С другой стороны, в последние полвека особенно остро проявился тренд, заметный еще со второй волны европейской рецепции 1860-х гг.: технологические и хозяйственные заимствования во все большей мере требуют социальных и политических перемен, формирования правовой системы и отказа от командно-силовых методов управления. Россия пока демонстрирует явную неготовность к таким переменам: за каждой волной «либерализации» следует откат: после нескольких десятилетий политических и социальных реформ конца имперского периода наступил большевистский тоталитаризм, после хрущевской «оттепели» — авторитарный застой, после демократизации и перестройки — путинская ревизия. Между тем тысячелетняя логика российских рецепций предполагала неизменность фундаментальных основ государственного строительства: сохранение подчеркнутого единства религии/идеологии и власти; жесткой системы управления; зависимого и беспомощного статуса холопов; имперского по своей сути принципа построения государства. Сегодня сохранять все это «в отдельно взятой стране» возможно, но задача такого сохранения полностью отторгает любую идеологию рецепций (на подсознательном уровне российская правящая элита признает этот факт, постоянно повторяя мантру об «импортозамещении»). Иначе говоря, сегодня вопрос состоит не столько в том, что Россия не сможет дальше развиваться, сколько в том, что она не может использовать для своего развития лучше всего ей известный прием заимствований. Период, на протяжении которых православная авторитарная империя могла развиваться за счет больших рецепций, объективно заканчивается, и именно этим обусловлено, на наш взгляд, нынешнее истерическое состояние отечественных «охранителей».

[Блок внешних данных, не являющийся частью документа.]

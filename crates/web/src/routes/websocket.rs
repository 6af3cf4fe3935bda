//! WebSocket stream of counter updates: GET /counter/{key}/ws
//!
//! On upgrade the socket joins the key's connection set and receives the
//! current count, then one `{"type":"update","count":n}` text frame per
//! committed mutation. Inbound text and binary frames are ignored. An inbound
//! close is echoed with the same code and reason.

use super::super::error::{AppError, Result};
use super::super::state::AppState;
use super::parse_key;
use axum::{
    extract::{
        Path, State,
        ws::{
            CloseFrame, Message, WebSocket, WebSocketUpgrade, close_code,
            rejection::WebSocketUpgradeRejection,
        },
    },
    response::Response,
};
use futures::{SinkExt, StreamExt, stream::SplitSink};
use tally_core::{CounterKey, UpdateMessage};
use tally_objects::virtual_objects::{Connection, ConnectionId, Outbound};
use tracing::{debug, info, warn};

/// What the socket loop does after one event.
enum Step {
    Continue,
    Stop,
}

/// GET /counter/{key}/ws - WebSocket upgrade endpoint
///
/// A request that is not a valid upgrade is rejected with 400 and nothing is
/// registered.
pub async fn counter_socket(
    State(state): State<AppState>,
    Path(key): Path<String>,
    upgrade: std::result::Result<WebSocketUpgrade, WebSocketUpgradeRejection>,
) -> Result<Response> {
    let key = parse_key(&key)?;
    let ws = upgrade.map_err(|rejection| {
        debug!(key = %key, reason = %rejection.body_text(), "Rejected non-upgrade request");
        AppError::Protocol(rejection.body_text())
    })?;

    Ok(ws.on_upgrade(move |socket| handle_socket(socket, key, state)))
}

/// Connection lifecycle: join -> stream -> leave
async fn handle_socket(socket: WebSocket, key: CounterKey, state: AppState) {
    let (connection, mut outbound) = Connection::channel(state.router.connection_buffer());
    let id = connection.id();
    let (mut sender, mut receiver) = socket.split();

    if let Err(e) = state.router.join(&key, connection).await {
        warn!(key = %key, connection = %id, error = %e, "Join failed, closing socket");
        let frame = CloseFrame {
            code: close_code::ERROR,
            reason: e.to_string().into(),
        };
        if sender.send(Message::Close(Some(frame))).await.is_err() {
            debug!(key = %key, connection = %id, "Socket already gone");
        }
        return;
    }
    info!(key = %key, connection = %id, "WebSocket connection joined");

    loop {
        let step = tokio::select! {
            frame = outbound.recv() => forward(&mut sender, frame).await,
            inbound = receiver.next() => match inbound {
                Some(Ok(Message::Close(frame))) => {
                    on_peer_close(&state, &key, id, frame).await;
                    Step::Continue
                }
                Some(Ok(_)) => Step::Continue,
                Some(Err(e)) => {
                    debug!(key = %key, connection = %id, error = %e, "WebSocket read failed");
                    Step::Stop
                }
                None => Step::Stop,
            },
        };

        if matches!(step, Step::Stop) {
            break;
        }
    }

    state.router.leave(&key, id).await;
    info!(key = %key, connection = %id, "WebSocket connection closed");
}

/// Write one outbound frame to the socket.
async fn forward(sender: &mut SplitSink<WebSocket, Message>, frame: Option<Outbound>) -> Step {
    match frame {
        Some(Outbound::Update(update)) => match send_update(sender, &update).await {
            Ok(()) => Step::Continue,
            Err(e) => {
                debug!(error = %e, "Failed to send update");
                Step::Stop
            }
        },
        Some(Outbound::Close { code, reason }) => {
            let frame = CloseFrame {
                code,
                reason: reason.into(),
            };
            if let Err(e) = sender.send(Message::Close(Some(frame))).await {
                debug!(error = %e, "Close frame not sent");
            }
            Step::Stop
        }
        // Removed from the connection set after a failed delivery.
        None => Step::Stop,
    }
}

async fn send_update(
    sender: &mut SplitSink<WebSocket, Message>,
    update: &UpdateMessage,
) -> Result<()> {
    let json = update
        .to_json()
        .map_err(|e| AppError::Internal(e.to_string()))?;

    sender
        .send(Message::Text(json.into()))
        .await
        .map_err(|e| AppError::Internal(format!("Failed to send message: {e}")))
}

async fn on_peer_close(
    state: &AppState,
    key: &CounterKey,
    id: ConnectionId,
    frame: Option<CloseFrame>,
) {
    let (code, reason) = frame.map_or_else(
        || (close_code::NORMAL, String::new()),
        |f| (f.code, f.reason.to_string()),
    );
    debug!(key = %key, connection = %id, code, "Peer closed");
    state.router.close(key, id, code, reason).await;
}
//! Virtual Objects for per-key counter instances.
//!
//! A counter key is a virtual object: it always exists logically, while
//! its actor instance is created on demand, gated until its schema is
//! migrated, and may be evicted and rebuilt at any time.
//!
//! # Key Types
//!
//! - `InitGate`: one-shot barrier holding callers until an instance is ready
//! - `ConnectionSet`: the live streaming connections of one key
//! - `ConnectionRegistry`: connection sets of all keys, outliving instances

mod connections;
mod gate;

pub use connections::{
    Connection, ConnectionId, ConnectionRegistry, ConnectionSet, ConnectionState, FanoutReport,
    Outbound, SendFailure, SharedConnectionSet,
};
pub use gate::{GatePhase, InitGate};

#[cfg(test)]
mod tests {
    use super::*;

    #[test]
    fn test_connection_ids_are_unique() {
        assert_ne!(ConnectionId::new(), ConnectionId::new());
    }

    #[test]
    fn test_new_connection_is_open() {
        let (connection, _rx) = Connection::channel(4);
        assert_eq!(connection.state(), ConnectionState::Open);
    }

    #[test]
    fn test_gate_default_is_initializing() {
        let gate: InitGate<()> = InitGate::default();
        assert_eq!(gate.phase(), GatePhase::Initializing);
    }
}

Противоречивое влияние европейской рецепции на российские общество и государство объясняется, на наш взгляд, тем, что Западная Европа на протяжении всех тех столетий, о которых говорилось выше, развивалась практически в диаметрально противоположном, чем Россия, направлении. В отличие от византийской традиции, здесь утверждался примат рационализма; формировались условия для разделения светской и духовной властей; активно шло становление национальных государств; закладывались основы современных правовых режимов и гарантий личных свобод. В отличие от восточных обществ, ограниченная в пространственном отношении Европа ориентировалась на океаническую экспансию с тех самых пор, как Россия начала активное продвижение в Евразию; не в пример монголам, акцент в этой части мира делался на гласное составление и интерпретацию законов; светские государственные институты возникали не на основе религиозной толерантности, но в огне реформаций и межконфессиональных войн. Несмотря на территориальную и этническую близость, Европа сформировала опыт, который крайне сложно было бы применить к России, если предполагать, что в рамках этой рецепции российские общество и государство надеялись сохранить свою особую идентичность.
Проблемность европейской рецепции для России обусловливалась также и тем фактом, что обе предшествующие рецепции на определенном временнóм этапе «наслаивались» на периоды естественного упадка их «доноров», что обеспечивало Руси/Московии условия ощущения себя преемником этих культур или победителем соответствующих государств. Стремительность и успешность европейской рецепции в XVIII — начале XIX века, на наш взгляд, обеспечивалась пусть и неосознанным, но ощущением того, что Россия может и в этом случае повторить прежнюю «траекторию». Технологические и экономические успехи этого периода, а также масштаб территориальных приращений на западе со времен начала Северной войны до присоединения Финляндии вполне могли быть основанием для предположения о том, что Россия способна превзойти своих учителей и добиться доминирования на континенте. В таком контексте уже через сто с небольшим лет после начала петровских реформ могло стать понятно, что тренд не сможет быть воспроизведен: отставание 1830–1850-х гг. стало первым знаком «исторического сбоя», который дала модель глобальных заимствований. России фактически пришлось не то чтобы отмечать победу над своими учителями, но идти к ним на выучку во второй (с 1860-х по 1900-е гг.) и даже (начиная с 1920-х гг.) в третий раз. Все остальные «метания» России по отношению к Европе были вторичными; упадок Запада[287]
, который так хотели увидеть в Москве, всякий раз оказывался ложным, и Европа — побежденная, униженная и порой даже поделенная — восставала к новым успехам так, как не могли «ожить» ни Византия, ни империя монголов. И чем более очевидной становилась «живучесть» нового донора/соперника, тем меньше оставалось у России как шансов его опередить, так и желания в полной мере перенимать его установления и практики.